# New pictures of the Jay and Bobs crib! LMAO.



## JennieLove (Jan 2, 2007)




----------



## Night (Feb 23, 2007)

Lol! You were serious when you said you had a ton of hammocks in there! Good lord. I love all of the different colors  Very nice!


----------



## JennieLove (Jan 2, 2007)

LoL. Yeah, I dont know if there can be TOO many hammocks though. I was thinking about making different levels, like shelves and stuff, right now its just one big cage.


----------



## JennieLove (Jan 2, 2007)

The problem I was having with having levels was that the boys would pee and mark only on other levels and not at the bottom of the dang cage. So I would have to clean each level everyday becuase they would soak it.


----------



## Night (Feb 23, 2007)

More levels would definitely be a good idea. Although the cage is very large now for your boys, without more levels they're not really able to take full advantage of all the space.


----------



## JennieLove (Jan 2, 2007)

Yeah, I think put a couple half level shelves in there.


----------



## JennieLove (Jan 2, 2007)

I guess if I do that I could place towels or something over it, so if they do pee it doesnt get everywhere.


----------



## Sara_C (Mar 10, 2007)

Use plastic - if Oscar or Moss decide to pee on their levels i just wipe it off with tissue (if i catch it before it dries) or a babywipe


----------



## Stephanie (Mar 25, 2007)

Sara_C said:


> Use plastic - if Oscar or Moss decide to pee on their levels i just wipe it off with tissue (if i catch it before it dries) or a babywipe



i do the same with my boys it helps with them marking too


----------



## DonnaK (Feb 8, 2007)

Stephanie said:


> Sara_C said:
> 
> 
> > Use plastic - if Oscar or Moss decide to pee on their levels i just wipe it off with tissue (if i catch it before it dries) or a babywipe
> ...


Baby wipes here, too, with our girls.


----------



## reachthestars (Feb 27, 2007)

LOVE all the hammocks!
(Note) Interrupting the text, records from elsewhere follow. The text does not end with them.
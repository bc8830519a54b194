//! Server-Konfiguration
//!
//! Wird beim Start aus einer TOML-Datei geladen und danach von
//! `CB_*`-Umgebungsvariablen ueberschrieben. Alle Felder haben sinnvolle
//! Standardwerte; ohne Datei muss nur ein Auth-Verfahren gesetzt werden.

use std::net::SocketAddr;

use anyhow::{anyhow, Context};
use callbridge_admission::{AdmissionConfig, IpSchutzConfig};
use callbridge_gateway::{AuthConfig, GatewayConfig, SessionConfig};
use callbridge_media::{BridgeConfig, EnergyConfig, JitterBufferConfig};
use callbridge_observability::logging;
use serde::Deserialize;

/// Vollstaendige Server-Konfiguration
#[derive(Debug, Clone, Default, Deserialize)]
#[serde(default)]
pub struct ServerConfig {
    pub netzwerk: NetzwerkEinstellungen,
    pub logging: LoggingEinstellungen,
    /// Parameter jeder Session (Timer, Limits, Orchestrierung)
    pub session: SessionConfig,
    pub auth: AuthConfig,
    pub admission: AdmissionConfig,
    pub ip_schutz: IpSchutzConfig,
    pub jitter: JitterBufferConfig,
    pub energie: EnergyConfig,
    pub bridge: BridgeEinstellungen,
    pub observability: ObservabilityEinstellungen,
}

/// Netzwerk-Einstellungen
#[derive(Debug, Clone, Deserialize)]
#[serde(default)]
pub struct NetzwerkEinstellungen {
    pub bind_adresse: String,
    /// Port des Session-Gateways (Framed TCP)
    pub session_port: u16,
    /// Port fuer Metriken, Health und Control-Webhooks
    pub http_port: u16,
    /// CORS-Origins der HTTP-Schnittstelle (leer = alle erlaubt)
    pub cors_origins: Vec<String>,
}

impl Default for NetzwerkEinstellungen {
    fn default() -> Self {
        Self {
            bind_adresse: "0.0.0.0".into(),
            session_port: 9400,
            http_port: 9300,
            cors_origins: vec![],
        }
    }
}

/// Logging-Einstellungen
#[derive(Debug, Clone, Deserialize)]
#[serde(default)]
pub struct LoggingEinstellungen {
    /// Filter-Ausdruck: "info", "debug", "callbridge_gateway=trace,info" ...
    pub level: String,
    /// Format: "json" oder "text"
    pub format: String,
}

impl Default for LoggingEinstellungen {
    fn default() -> Self {
        Self {
            level: "info".into(),
            format: "text".into(),
        }
    }
}

/// Media-Bridge (RTP-Legs zur Telefonie)
#[derive(Debug, Clone, Default, Deserialize)]
#[serde(default)]
pub struct BridgeEinstellungen {
    pub aktiviert: bool,
    pub leg: BridgeConfig,
}

/// Observability-Einstellungen
#[derive(Debug, Clone, Deserialize)]
#[serde(default)]
pub struct ObservabilityEinstellungen {
    /// HTTP-Server fuer Metriken, Health und Control-Routen
    pub aktiviert: bool,
    pub metrik_intervall_ms: u64,
    /// Kapazitaet der Zustell-Queue fuer Timeline-Ereignisse
    pub zustell_kapazitaet: usize,
    /// Timelines ohne neue Ereignisse werden danach verworfen
    pub timeline_max_alter_sek: u64,
}

impl Default for ObservabilityEinstellungen {
    fn default() -> Self {
        Self {
            aktiviert: true,
            metrik_intervall_ms: 5_000,
            zustell_kapazitaet: 1_024,
            timeline_max_alter_sek: 24 * 3600,
        }
    }
}

impl ServerConfig {
    /// Laedt die Konfiguration aus einer TOML-Datei.
    /// Gibt die Standardkonfiguration zurueck wenn die Datei nicht existiert.
    pub fn laden(pfad: &str) -> anyhow::Result<Self> {
        match std::fs::read_to_string(pfad) {
            Ok(inhalt) => Self::aus_toml(&inhalt)
                .with_context(|| format!("Konfigurationsfehler in '{pfad}'")),
            Err(e) if e.kind() == std::io::ErrorKind::NotFound => {
                tracing::warn!(
                    pfad = pfad,
                    "Konfigurationsdatei nicht gefunden, verwende Standardwerte"
                );
                Ok(Self::default())
            }
            Err(e) => Err(anyhow!("Konfigurationsdatei '{pfad}' nicht lesbar: {e}")),
        }
    }

    pub fn aus_toml(inhalt: &str) -> anyhow::Result<Self> {
        Ok(toml::from_str(inhalt)?)
    }

    /// Uebernimmt `CB_*`-Umgebungsvariablen aus dem Prozess
    pub fn umgebung_anwenden(&mut self) -> anyhow::Result<()> {
        self.umgebung_anwenden_von(|name| std::env::var(name).ok())
    }

    /// Wie [`umgebung_anwenden`](Self::umgebung_anwenden), mit beliebiger Quelle
    pub fn umgebung_anwenden_von(
        &mut self,
        lesen: impl Fn(&str) -> Option<String>,
    ) -> anyhow::Result<()> {
        let text = |name: &str| lesen(name).filter(|v| !v.trim().is_empty());

        if let Some(v) = text("CB_API_KEY") {
            self.auth.api_key = Some(v);
        }
        if let Some(v) = text("CB_HMAC_SECRET") {
            self.auth.hmac_geheimnis = Some(v);
        }
        if let Some(v) = text("CB_JWT_PUBLIC_KEY") {
            self.auth.jwt_public_key = Some(v);
        }
        if let Some(v) = text("CB_IP_ALLOWLIST") {
            self.ip_schutz.allowlist = liste(&v);
        }
        if let Some(v) = text("CB_IP_BLOCKLIST") {
            self.ip_schutz.blocklist = liste(&v);
        }

        if let Some(v) = text("CB_SESSION_PORT") {
            self.netzwerk.session_port = zahl("CB_SESSION_PORT", &v)?;
        }
        if let Some(v) = text("CB_HTTP_PORT") {
            self.netzwerk.http_port = zahl("CB_HTTP_PORT", &v)?;
        }
        if let Some(v) = text("CB_GLOBAL_LIMIT") {
            self.admission.global_limit = zahl("CB_GLOBAL_LIMIT", &v)?;
        }
        if let Some(v) = text("CB_CAMPAIGN_LIMIT") {
            self.admission.campaign_limit = zahl("CB_CAMPAIGN_LIMIT", &v)?;
        }
        if let Some(v) = text("CB_TOKEN_TTL_SEK") {
            self.admission.token_ttl_sek = zahl("CB_TOKEN_TTL_SEK", &v)?;
        }
        if let Some(v) = text("CB_CALL_TIMEOUT_SEK") {
            self.admission.call_timeout_sek = zahl("CB_CALL_TIMEOUT_SEK", &v)?;
        }
        if let Some(v) = text("CB_BREAKER_SCHWELLE") {
            self.admission.breaker_schwelle = zahl("CB_BREAKER_SCHWELLE", &v)?;
        }
        if let Some(v) = text("CB_BREAKER_COOLDOWN_SEK") {
            self.admission.breaker_cooldown_sek = zahl("CB_BREAKER_COOLDOWN_SEK", &v)?;
        }
        if let Some(v) = text("CB_MAX_CONN_PER_CALL") {
            self.session.max_verbindungen_pro_call = zahl("CB_MAX_CONN_PER_CALL", &v)?;
        }
        if let Some(v) = text("CB_MSG_RATE_PER_MIN") {
            self.session.nachrichten_pro_minute = zahl("CB_MSG_RATE_PER_MIN", &v)?;
        }
        if let Some(v) = text("CB_SILENCE_TIMEOUT_MS") {
            self.session.orchestrierung.silence_timeout_ms = zahl("CB_SILENCE_TIMEOUT_MS", &v)?;
        }
        Ok(())
    }

    /// Prueft die Konfiguration einmalig beim Start
    pub fn validieren(&self) -> anyhow::Result<()> {
        if !logging::filter_gueltig(&self.logging.level) {
            return Err(anyhow!("logging.level '{}' ungueltig", self.logging.level));
        }
        if !logging::log_format_gueltig(&self.logging.format) {
            return Err(anyhow!("logging.format '{}' ungueltig", self.logging.format));
        }
        self.session_bind_adresse()?;
        self.http_bind_adresse()?;
        self.gateway_config()
            .validieren()
            .map_err(|e| anyhow!("[session]/[auth]: {e}"))?;
        self.admission
            .validieren()
            .map_err(|e| anyhow!("[admission]: {e}"))?;
        if self.observability.metrik_intervall_ms == 0 {
            return Err(anyhow!("observability.metrik_intervall_ms muss > 0 sein"));
        }
        if self.bridge.aktiviert && self.bridge_config().uplink.hmac_geheimnis.is_empty() {
            return Err(anyhow!(
                "[bridge] benoetigt ein HMAC-Geheimnis (bridge.leg.uplink.hmac_geheimnis oder auth.hmac_geheimnis)"
            ));
        }
        Ok(())
    }

    /// Konfiguration des Session-Gateways
    pub fn gateway_config(&self) -> GatewayConfig {
        GatewayConfig {
            session: self.session.clone(),
            auth: self.auth.clone(),
            jitter: self.jitter.clone(),
            energie: self.energie.clone(),
        }
    }

    /// Bridge-Konfiguration; ohne eigenes Geheimnis gilt das des Gateways
    pub fn bridge_config(&self) -> BridgeConfig {
        let mut config = self.bridge.leg.clone();
        if config.uplink.hmac_geheimnis.is_empty() {
            if let Some(geheimnis) = &self.auth.hmac_geheimnis {
                config.uplink.hmac_geheimnis = geheimnis.clone();
            }
        }
        config
    }

    pub fn session_bind_adresse(&self) -> anyhow::Result<SocketAddr> {
        adresse(&self.netzwerk.bind_adresse, self.netzwerk.session_port)
    }

    pub fn http_bind_adresse(&self) -> anyhow::Result<SocketAddr> {
        adresse(&self.netzwerk.bind_adresse, self.netzwerk.http_port)
    }
}

fn adresse(host: &str, port: u16) -> anyhow::Result<SocketAddr> {
    format!("{host}:{port}")
        .parse()
        .with_context(|| format!("ungueltige Bind-Adresse '{host}:{port}'"))
}

fn liste(wert: &str) -> Vec<String> {
    wert.split(',')
        .map(str::trim)
        .filter(|s| !s.is_empty())
        .map(String::from)
        .collect()
}

fn zahl<T: std::str::FromStr>(name: &str, wert: &str) -> anyhow::Result<T>
where
    T::Err: std::fmt::Display,
{
    wert.trim()
        .parse()
        .map_err(|e| anyhow!("{name}='{wert}' ungueltig: {e}"))
}

#[cfg(test)]
mod tests {
    use super::*;
    use std::collections::HashMap;

    fn mit_hmac() -> ServerConfig {
        let mut cfg = ServerConfig::default();
        cfg.auth.hmac_geheimnis = Some("geheim".into());
        cfg
    }

    #[test]
    fn standardwerte() {
        let cfg = ServerConfig::default();
        assert_eq!(cfg.netzwerk.session_port, 9400);
        assert_eq!(cfg.logging.level, "info");
        assert!(!cfg.bridge.aktiviert);
        assert_eq!(
            cfg.session_bind_adresse().unwrap(),
            "0.0.0.0:9400".parse().unwrap()
        );
    }

    #[test]
    fn ohne_auth_ungueltig() {
        assert!(ServerConfig::default().validieren().is_err());
        assert!(mit_hmac().validieren().is_ok());
    }

    #[test]
    fn config_aus_toml_string() {
        let cfg = ServerConfig::aus_toml(
            r#"
            [netzwerk]
            session_port = 10000

            [auth]
            api_key = "k"

            [admission]
            global_limit = 20

            [session.orchestrierung]
            silenceTimeoutMs = 1500

            [jitter]
            min_delay_ms = 40
        "#,
        )
        .unwrap();
        assert_eq!(cfg.netzwerk.session_port, 10000);
        assert_eq!(cfg.admission.global_limit, 20);
        assert_eq!(cfg.session.orchestrierung.silence_timeout_ms, 1500);
        assert_eq!(cfg.jitter.min_delay_ms, 40);
        // Nicht angegebene Felder behalten Standardwerte
        assert_eq!(cfg.netzwerk.http_port, 9300);
        assert!(cfg.validieren().is_ok());
    }

    #[test]
    fn umgebung_ueberschreibt_datei() {
        let mut cfg = mit_hmac();
        let env: HashMap<&str, &str> = [
            ("CB_GLOBAL_LIMIT", "7"),
            ("CB_IP_BLOCKLIST", "10.0.0.1, 10.0.1.0/24,"),
            ("CB_API_KEY", "schluessel"),
            ("CB_MSG_RATE_PER_MIN", "30"),
            ("CB_HMAC_SECRET", ""),
        ]
        .into_iter()
        .collect();
        cfg.umgebung_anwenden_von(|k| env.get(k).map(|v| v.to_string()))
            .unwrap();

        assert_eq!(cfg.admission.global_limit, 7);
        assert_eq!(cfg.ip_schutz.blocklist, vec!["10.0.0.1", "10.0.1.0/24"]);
        assert_eq!(cfg.auth.api_key.as_deref(), Some("schluessel"));
        assert_eq!(cfg.session.nachrichten_pro_minute, 30);
        // Leere Variablen aendern nichts
        assert_eq!(cfg.auth.hmac_geheimnis.as_deref(), Some("geheim"));
    }

    #[test]
    fn ungueltige_zahl_in_umgebung() {
        let mut cfg = mit_hmac();
        let fehler = cfg
            .umgebung_anwenden_von(|k| (k == "CB_GLOBAL_LIMIT").then(|| "viele".to_string()))
            .unwrap_err();
        assert!(fehler.to_string().contains("CB_GLOBAL_LIMIT"));
    }

    #[test]
    fn ungueltiges_log_level() {
        let mut cfg = mit_hmac();
        cfg.logging.level = "callbridge=laut".into();
        assert!(cfg.validieren().is_err());
    }

    #[test]
    fn bridge_erbt_hmac_geheimnis() {
        let mut cfg = mit_hmac();
        cfg.bridge.aktiviert = true;
        assert_eq!(cfg.bridge_config().uplink.hmac_geheimnis, "geheim");
        assert!(cfg.validieren().is_ok());

        cfg.auth.hmac_geheimnis = None;
        cfg.auth.api_key = Some("k".into());
        assert!(cfg.validieren().is_err());
    }
}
Are those ones you crocheted yourself?


----------



## Nazarath (Feb 20, 2007)

I'm going to come and steal the fuzzy hammocks!!! oo i love them lol. Nice finished product btw!! spoiled little ones we all own.


----------



## JennieLove (Jan 2, 2007)

Yeah I was thinking about putting plasic down when I do make the extra levels.  YEAH! Those are all the hammocks I crocheted.


----------



## Dimitrius (Mar 19, 2007)

LOL!!! That is way too funny, Jennie!!!


----------



## twitch (Jan 4, 2007)

if you place the hammocks stagtegically and maybe get a couple hidy-holes (hamster balls, organizing bins, etc.) to hang up as well i don't see the need for solid levels. the levels themselves are meant to give the rats more room to run and jump and for you to be able to put igloos and the like on. but if you have enough hammocks and can tie things up this will serve the same purpose. with a bit of ingenuity and a bunch of zip ties you should be able to get away without platform levels.


----------